IN THE
ARIZONA COURT OF APPEALS
DIVISION ONE
KARL and FABIANA STAUFFER, Plaintiffs/Appellants,
v.
PREMIER SERVICE MORTGAGE, LLC, et al., Defendants/Appellees.
No. 1 CA-CV 15-0026
FILED 9-20-2016
Appeal from the Superior Court in Maricopa County
No. CV2011-005567
The Honorable Katherine Cooper, Judge
AFFIRMED
COUNSEL
Ronald Warnicke PLC, Phoenix
By Ronald E. Warnicke
Co-Counsel for Plaintiffs/Appellants
Warnicke Law PLC, Phoenix
By Robert C. Warnicke
Co-Counsel for Plaintiffs/Appellants
Snell & Wilmer L.L.P., Tucson
By Andrew M. Jacobs, Robert A. Bernheim
Counsel for Defendant/Appellee U.S. Bank National Association
Wright, Finlay & Zak, LLP, Phoenix
By Kim R. Lepore, Jamin S. Neil
Counsel for Defendants/Appellees First American Title Insurance Company and
First American Servicing Trustee Solutions, LLC
OPINION
Judge Lawrence F. Winthrop delivered the decision of the Court, in which
Presiding Judge Peter B. Swann and Judge Donn Kessler joined.
W I N T H R O P, Judge:
¶1 Karl Stauffer and Fabiana Stauffer (the “Stauffers”) appeal the
trial court’s order granting a Rule 12(b)(6) motion to dismiss their complaint
for failure to state a claim. For the following reasons, we affirm.
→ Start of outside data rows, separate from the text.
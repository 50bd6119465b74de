//! Error types for the dashboard.
//!
//! Loaders never panic on bad network input: everything funnels into
//! [`FetchError`], which the views turn into an inline status line.

use thiserror::Error;

/// Custom Result type for backend fetches
pub type FetchResult<T> = std::result::Result<T, FetchError>;

/// Failures at the network/response boundary of a loader.
#[derive(Error, Debug, Clone, PartialEq)]
pub enum FetchError {
    #[error("Invalid request URL: {0}")]
    InvalidUrl(String),

    #[error("Network error: {0}")]
    Transport(String),

    #[error("Request timed out after {0}ms")]
    Timeout(u64),

    #[error("Backend answered HTTP {status}")]
    Status { status: u16 },

    /// Body was not JSON, or had no usable `data` array.
    #[error("Malformed response: {0}")]
    Decode(String),
}

impl FetchError {
    /// Transport hiccups are worth one more attempt, the rest are not.
    pub fn is_transient(&self) -> bool {
        matches!(self, FetchError::Transport(_) | FetchError::Timeout(_))
    }
}

impl From<serde_json::Error> for FetchError {
    fn from(err: serde_json::Error) -> Self {
        FetchError::Decode(err.to_string())
    }
}

/// User input rejected before any request is issued.
#[derive(Error, Debug, Clone, Copy, PartialEq, Eq)]
pub enum InputError {
    #[error("Enter a symbol first!")]
    EmptySymbol,
}

/// Navigation to a page id that does not exist.
#[derive(Error, Debug, Clone, PartialEq, Eq)]
pub enum NavError {
    #[error("No page with id '{0}'")]
    UnknownPage(String),
}

#[cfg(test)]
mod tests {
    use super::*;

    #[test]
    fn transient_errors_are_transport_and_timeout_only() {
        assert!(FetchError::Transport("refused".into()).is_transient());
        assert!(FetchError::Timeout(10).is_transient());
        assert!(!FetchError::Status { status: 500 }.is_transient());
        assert!(!FetchError::Decode("eof".into()).is_transient());
        assert!(!FetchError::InvalidUrl("x".into()).is_transient());
    }

    #[test]
    fn json_errors_become_decode_errors() {
        let json_err = serde_json::from_str::<i32>("invalid").unwrap_err();
        let err: FetchError = json_err.into();
        assert!(matches!(err, FetchError::Decode(_)));
    }

    #[test]
    fn empty_symbol_message_is_user_facing() {
        assert_eq!(InputError::EmptySymbol.to_string(), "Enter a symbol first!");
    }
}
FACTS AND PROCEDURAL HISTORY
¶2 In 2005, the Stauffers executed a promissory note secured by
a deed of trust on their residential property (the “Property”) in Scottsdale,
Arizona. The deed of trust listed Premier Service Mortgage, LLC
(“Premier”) as the lender; Stewart Title and Trust of Phoenix, Inc. (“Stewart
Title”) as the trustee; and Mortgage Electronic Registration Systems, Inc.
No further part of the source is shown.